W ogrodach, kolekcjach, matecznikach
Ostatnia zima zweryfikowała — zwłaszcza w centralnej i północnej Polsce — możliwość uprawy wielu gatunków, które od dłuższego czasu mogły się wydawać odporne w naszych warunkach. Całkowicie, na przykład, wymarzły wielkokwiatowe odmiany żarnowców (fot. 3). Zmarzło także wiele egzemplarzy cyprysika Lawsona (szczególnie odmiany o żółtym zabarwieniu łusek), żywotnika wschodniego, rdestu Auberta, wrzosów i wrzośców, ogników oraz irg. Silnie uszkodzone zostały też wszystkie inne rośliny liściaste zimozielone. Objawy tego były szczególnie widoczne od strony nasłonecznionej (np. bluszcze na wystawie południowej straciły ulistnienie, a na północnej przezimowały prawie bez strat). Jest to ewidentny skutek wysychania roślin zimozielonych przy zamarzniętej glebie i silnej operacji słońca. Zasychanie pędów od strony południowej dotyczyło także wielu roślin iglastych, zwłaszcza cisów, świerka białego 'Conica’ czy kolumnowych odmian jałowca pospolitego.
Fot. 3. Cytisus 'Boskoop Ruby’ (na drugim planie) na początku maja 2003 r.

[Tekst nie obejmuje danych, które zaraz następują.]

use core::net::IpAddr;

use axum::{
    Json,
    extract::State,
    http::StatusCode,
    response::IntoResponse,
};
use ipnet::IpNet;
use serde::Deserialize;
use tracing::{debug, info};

use crate::{
    address_space::{RenderOptions, RenderedStatistics},
    app::AppState,
    discovery::{ScanSummary, scan_subnet},
    error::CoreError,
    http::{
        auth::Caller,
        extract::{JsonBody, PathParam, QueryParams},
        views::{RangeView, SubnetReportView, SubnetView},
    },
    inventory::{NewRange, NewSubnet},
    model::{IpRangeKind, RdnsMode, SubnetId},
    permission::{Action, Principal, Target, authorize},
    subnets,
    websocket::WsMessage,
};

const fn yes() -> bool {
    true
}

#[derive(Debug, Deserialize)]
pub(super) struct CreateSubnetBody {
    cidr: String,
    name: Option<String>,
    #[serde(default)]
    description: String,
    vlan: Option<u16>,
    space: Option<String>,
    /// Integer code; see [`RdnsMode`].
    rdns_mode: Option<u8>,
    gateway_ip: Option<IpAddr>,
    #[serde(default = "yes")]
    managed: bool,
    #[serde(default = "yes")]
    allow_proxy: bool,
    #[serde(default)]
    active_discovery: bool,
    #[serde(default)]
    dns_servers: Vec<IpAddr>,
}

impl TryFrom<CreateSubnetBody> for NewSubnet {
    type Error = CoreError;

    fn try_from(body: CreateSubnetBody) -> Result<Self, Self::Error> {
        let cidr: IpNet = body.cidr.trim().parse()?;
        let rdns_mode = match body.rdns_mode {
            None => RdnsMode::default(),
            Some(code) => RdnsMode::from_code(code)
                .ok_or_else(|| CoreError::validation(format!("Unknown rdns_mode code {code}")))?,
        };
        Ok(Self {
            cidr,
            name: body.name,
            description: body.description,
            vlan: body.vlan,
            space: body.space,
            rdns_mode,
            gateway_ip: body.gateway_ip,
            managed: body.managed,
            allow_proxy: body.allow_proxy,
            active_discovery: body.active_discovery,
            dns_servers: body.dns_servers,
        })
    }
}

/// Checks the caller before the body, so refusals don't depend on what was sent.
fn authorized_new_subnet(
    principal: Option<&Principal>,
    body: CreateSubnetBody,
) -> Result<NewSubnet, CoreError> {
    authorize(principal, Action::CreateSubnet, &Target::Inventory)?;
    NewSubnet::try_from(body)
}

pub(super) async fn list(
    State(state): State<AppState>,
    Caller(principal): Caller,
) -> Result<Json<Vec<SubnetReportView>>, CoreError> {
    let reports = subnets::list_subnets(
        &state.inventory,
        principal.as_ref(),
        state.statistics_settings(),
    )?;
    Ok(Json(reports.into_iter().map(SubnetReportView::summary).collect()))
}

#[axum::debug_handler]
pub(super) async fn create(
    State(state): State<AppState>,
    Caller(principal): Caller,
    JsonBody(body): JsonBody<CreateSubnetBody>,
) -> Result<impl IntoResponse, CoreError> {
    let new = authorized_new_subnet(principal.as_ref(), body)?;
    let subnet = subnets::create_subnet(&state.inventory, principal.as_ref(), new).await?;
    info!("Subnet {} ({}) created", subnet.name, subnet.cidr);
    Ok((StatusCode::CREATED, Json(SubnetView::from(&subnet))))
}

pub(super) async fn detail(
    State(state): State<AppState>,
    Caller(principal): Caller,
    PathParam(id): PathParam<SubnetId>,
) -> Result<Json<SubnetReportView>, CoreError> {
    let report = subnets::get_subnet(
        &state.inventory,
        principal.as_ref(),
        id,
        state.statistics_settings(),
    )?;
    Ok(Json(SubnetReportView::detail(report)))
}

pub(super) async fn remove(
    State(state): State<AppState>,
    Caller(principal): Caller,
    PathParam(id): PathParam<SubnetId>,
) -> Result<Json<SubnetView>, CoreError> {
    let subnet = subnets::delete_subnet(&state.inventory, principal.as_ref(), id).await?;
    info!("Subnet {} ({}) deleted", subnet.name, subnet.cidr);
    Ok(Json(SubnetView::from(&subnet)))
}

#[derive(Debug, Default, Deserialize)]
#[serde(default)]
pub(super) struct StatisticsQuery {
    include_ranges: bool,
    include_suggestions: bool,
}

pub(super) async fn statistics(
    State(state): State<AppState>,
    Caller(principal): Caller,
    PathParam(id): PathParam<SubnetId>,
    QueryParams(query): QueryParams<StatisticsQuery>,
) -> Result<Json<RenderedStatistics>, CoreError> {
    let options = RenderOptions {
        include_ranges: query.include_ranges,
        include_suggestions: query.include_suggestions,
    };
    subnets::subnet_statistics(
        &state.inventory,
        principal.as_ref(),
        id,
        state.statistics_settings(),
        options,
    )
    .map(Json)
}

#[derive(Debug, Deserialize)]
pub(super) struct DeclareRangeBody {
    start_ip: IpAddr,
    end_ip: IpAddr,
    #[serde(rename = "type")]
    kind: IpRangeKind,
    #[serde(default)]
    comment: String,
}

pub(super) async fn declare_range(
    State(state): State<AppState>,
    Caller(principal): Caller,
    PathParam(subnet_id): PathParam<SubnetId>,
    JsonBody(body): JsonBody<DeclareRangeBody>,
) -> Result<impl IntoResponse, CoreError> {
    let new = NewRange {
        subnet_id,
        start: body.start_ip,
        end: body.end_ip,
        kind: body.kind,
        comment: body.comment,
    };
    let range = subnets::declare_range(&state.inventory, principal.as_ref(), new).await?;
    Ok((StatusCode::CREATED, Json(RangeView::from(&range))))
}

/// Runs an active discovery scan and publishes its summary to websocket clients.
#[axum::debug_handler]
pub(super) async fn scan(
    State(state): State<AppState>,
    Caller(principal): Caller,
    PathParam(id): PathParam<SubnetId>,
) -> Result<Json<ScanSummary>, CoreError> {
    let directory = state.config_rx.borrow().rack_agents();
    let summary = scan_subnet(
        &state.inventory,
        &state.rack_client,
        &directory,
        state.scan_settings(),
        principal.as_ref(),
        id,
    )
    .await?;

    if state.ws_tx.send(WsMessage::ScanCompleted(summary.clone())).is_err() {
        debug!("No Websocket Subscribers");
    }
    Ok(Json(summary))
}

Krzewem, który szczególnie ucierpiał, jest róża. Przemarzły właściwie wszystkie jej typy, łącznie z okrywowymi i parkowymi. Silnie przemarzły także okulanty i podkładki wysadzone jesienią 2002 roku, co może wróżyć małą podaż róż tej jesieni, a nawet w 2004 r.
Na niektórych gatunkach można zauważyć przemarznięcia większości pąków i późną regenerację roślin dopiero z pąków śpiących. Dziwić może silne uszkodzenie wielu ogrodowych odmian odpornych na mróz gatunków, takich jak: bez czarny, pięciornik krzewiasty (szczególnie odmiana 'Gold Finger’), wiąz (szczególnie odmiana 'Jacqueline Hillier’), irga pozioma, wiciokrzew, choina kanadyjska, cis pospolity 'Repandens’. Z drugiej strony, dobrze przezimowały gatunki powszechnie uznawane za wrażliwe, np. magnolie czy klon palmowy.
Szczególnie duże straty dotknęły nasadzeń wykonanych późną jesienią. W tym przypadku zginęło wiele, nawet bardzo odpornych, roślin. Kolejnym specyficznym zjawiskiem jest silne uszkodzenie wielu krzewów lub drzew (zwłaszcza iglastych) rosnących w pobliżu dróg, które objawiło się zamieraniem pędów od strony jezdni. Jest to wynikiem długiego okresu stosowania do walki z gołoledzią na drogach czy chodnikach soli, powodującej uszkodzenia pędów oraz powszechnego w tym roku używania solanki, która jako ciecz łatwiej dociera na powierzchnię roślin. Zgubny tej zimy był także brak odwilży i opadów deszczu, które w „normalnych” latach spłukują sól z roślin.